* Available data
-*-*-
//! Simulation thread: runs the engine one frame at a time and publishes
//! snapshots.
//!
//! The engine is created inside this thread and never leaves it. Commands
//! arrive via `mpsc`. Snapshots are stored in shared state for polling.
//! When the controller clears the `running` signal the thread parks before
//! its next frame, sets `parked`, and keeps draining commands until it is
//! resumed or shut down.

use std::sync::mpsc;
use std::sync::{Arc, Mutex};
use std::thread::JoinHandle;
use std::time::{Duration, Instant};

use pronav_core::state::SimSnapshot;
use pronav_sim::engine::{SimConfig, SimulationEngine};

use crate::state::{GameLoopCommand, LoopSignals};

/// How often a parked thread re-checks its command channel.
const PARK_POLL: Duration = Duration::from_millis(20);

/// Spawns the simulation thread.
///
/// `frame_duration` is the wall-clock pacing between frames; zero runs
/// flat out. Returns the command sender and the thread handle.
pub fn spawn_game_loop(
    config: SimConfig,
    frame_duration: Duration,
    latest_snapshot: Arc<Mutex<Option<SimSnapshot>>>,
    signals: Arc<LoopSignals>,
) -> Result<(mpsc::Sender<GameLoopCommand>, JoinHandle<()>), String> {
    let (cmd_tx, cmd_rx) = mpsc::channel::<GameLoopCommand>();

    let handle = std::thread::Builder::new()
        .name("pronav-sim-loop".into())
        .spawn(move || {
            run_game_loop(config, frame_duration, cmd_rx, &latest_snapshot, &signals);
            signals.running.reset();
            signals.parked.set();
            log::debug!("simulation thread stopped");
        })
        .map_err(|e| format!("Failed to spawn simulation thread: {e}"))?;

    Ok((cmd_tx, handle))
}

/// The loop. Runs until Shutdown command or channel disconnect.
fn run_game_loop(
    config: SimConfig,
    frame_duration: Duration,
    cmd_rx: mpsc::Receiver<GameLoopCommand>,
    latest_snapshot: &Mutex<Option<SimSnapshot>>,
    signals: &LoopSignals,
) {
    let mut engine = SimulationEngine::new(config);
    let mut next_frame_time = Instant::now();

    loop {
        // 1. Drain all pending commands
        loop {
            match cmd_rx.try_recv() {
                Ok(GameLoopCommand::PlayerCommand(cmd)) => {
                    engine.queue_command(cmd);
                }
                Ok(GameLoopCommand::Shutdown) => return,
                Err(mpsc::TryRecvError::Empty) => break,
                Err(mpsc::TryRecvError::Disconnected) => return,
            }
        }

        // 2. Park while the controller holds us
        if !signals.running.is_set() {
            signals.parked.set();
            // A resume can land between the check and the set.
            if !signals.running.is_set() {
                signals.running.wait_timeout(PARK_POLL);
                next_frame_time = Instant::now();
                continue;
            }
        }
        signals.parked.reset();

        // 3. Advance one frame (the engine handles pause semantics)
        let snapshot = engine.tick();
        for event in &snapshot.events {
            log::trace!("frame {}: {event:?}", snapshot.time.frame);
        }

        // 4. Store latest snapshot for polling
        if let Ok(mut lock) = latest_snapshot.lock() {
            *lock = Some(snapshot);
        }

        // 5. Sleep until the next frame
        next_frame_time += frame_duration;
        let now = Instant::now();
        if next_frame_time > now {
            std::thread::sleep(next_frame_time - now);
        } else if now - next_frame_time > frame_duration * 2 {
            // Too far behind; reset to avoid a catch-up spiral.
            next_frame_time = now;
        }
    }
}
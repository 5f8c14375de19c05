//! Control handlers: the boundary between the shell and the simulation
//! thread.
//!
//! Every handler takes the shared [`AppState`] and reports failures as
//! `Result<_, String>`, the way an IPC layer would.

use std::time::Duration;

use pronav_core::commands::PlayerCommand;
use pronav_core::state::SimSnapshot;
use pronav_sim::engine::SimConfig;

use crate::game_loop;
use crate::state::{AppState, GameLoopCommand};

/// Start the simulation thread if it is not already running.
pub fn start_simulation(
    state: &AppState,
    config: SimConfig,
    frame_duration: Duration,
) -> Result<(), String> {
    let mut running = state.running.lock().map_err(|e| e.to_string())?;

    if *running {
        return Err("Simulation already running".into());
    }

    *state.latest_snapshot.lock().map_err(|e| e.to_string())? = None;
    state.signals.parked.reset();
    state.signals.running.set();
    let (cmd_tx, handle) = game_loop::spawn_game_loop(
        config,
        frame_duration,
        state.latest_snapshot.clone(),
        state.signals.clone(),
    )?;

    let mut tx_lock = state.command_tx.lock().map_err(|e| e.to_string())?;
    *tx_lock = Some(cmd_tx);
    let mut worker = state.worker.lock().map_err(|e| e.to_string())?;
    *worker = Some(handle);
    *running = true;

    log::info!("simulation started");
    Ok(())
}

/// Send a command to the simulation.
pub fn send_command(state: &AppState, command: PlayerCommand) -> Result<(), String> {
    let tx_lock = state.command_tx.lock().map_err(|e| e.to_string())?;

    match tx_lock.as_ref() {
        Some(tx) => tx
            .send(GameLoopCommand::PlayerCommand(command))
            .map_err(|e| format!("Failed to send command: {}", e)),
        None => Err("Simulation not started".into()),
    }
}

/// Get the latest snapshot (for polling / initial state).
pub fn get_snapshot(state: &AppState) -> Result<Option<SimSnapshot>, String> {
    let lock = state.latest_snapshot.lock().map_err(|e| e.to_string())?;
    Ok(lock.clone())
}

/// Hold the simulation thread before its next frame and wait until it
/// confirms it has parked.
pub fn pause_and_wait(state: &AppState, timeout: Duration) -> Result<(), String> {
    ensure_running(state)?;
    // Drop any park left over from before the last resume.
    state.signals.parked.reset();
    state.signals.running.reset();
    if state.signals.parked.wait_timeout(timeout) {
        Ok(())
    } else {
        Err(format!("Simulation did not park within {timeout:?}"))
    }
}

/// Release a parked simulation thread.
pub fn resume(state: &AppState) -> Result<(), String> {
    ensure_running(state)?;
    state.signals.parked.reset();
    state.signals.running.set();
    Ok(())
}

/// Stop the simulation thread and wait for it to exit.
pub fn shutdown(state: &AppState, timeout: Duration) -> Result<(), String> {
    let mut running = state.running.lock().map_err(|e| e.to_string())?;
    if !*running {
        return Err("Simulation not started".into());
    }

    let tx = state
        .command_tx
        .lock()
        .map_err(|e| e.to_string())?
        .take();
    if let Some(tx) = tx {
        // A send error means the thread is already gone.
        let _ = tx.send(GameLoopCommand::Shutdown);
    }
    state.signals.parked.reset();
    state.signals.running.set();
    *running = false;

    if !state.signals.parked.wait_timeout(timeout) {
        return Err(format!("Simulation did not stop within {timeout:?}"));
    }
    let handle = state.worker.lock().map_err(|e| e.to_string())?.take();
    if let Some(handle) = handle {
        handle
            .join()
            .map_err(|_| "Simulation thread panicked".to_string())?;
    }
    log::info!("simulation stopped");
    Ok(())
}

/// One-line human-readable summary of a snapshot.
pub fn summarize(snapshot: &SimSnapshot) -> String {
    format!(
        "frame {} t={:.2}s{} | {:?} {:?} | targets {} missiles {} bullets {} explosions {} | events {}",
        snapshot.time.frame,
        snapshot.time.elapsed_secs,
        if snapshot.paused { " (paused)" } else { "" },
        snapshot.guidance,
        snapshot.missile_kind,
        snapshot.targets.len(),
        snapshot.missiles.len(),
        snapshot.bullets.len(),
        snapshot.explosions.len(),
        snapshot.events.len(),
    )
}

fn ensure_running(state: &AppState) -> Result<(), String> {
    let running = state.running.lock().map_err(|e| e.to_string())?;
    if *running {
        Ok(())
    } else {
        Err("Simulation not started".into())
    }
}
-*-*-
* Task directions
Across the records above, show each line containing the word "None".

* Problem solution
    *state.latest_snapshot.lock().map_err(|e| e.to_string())? = None;
        None => Err("Simulation not started".into()),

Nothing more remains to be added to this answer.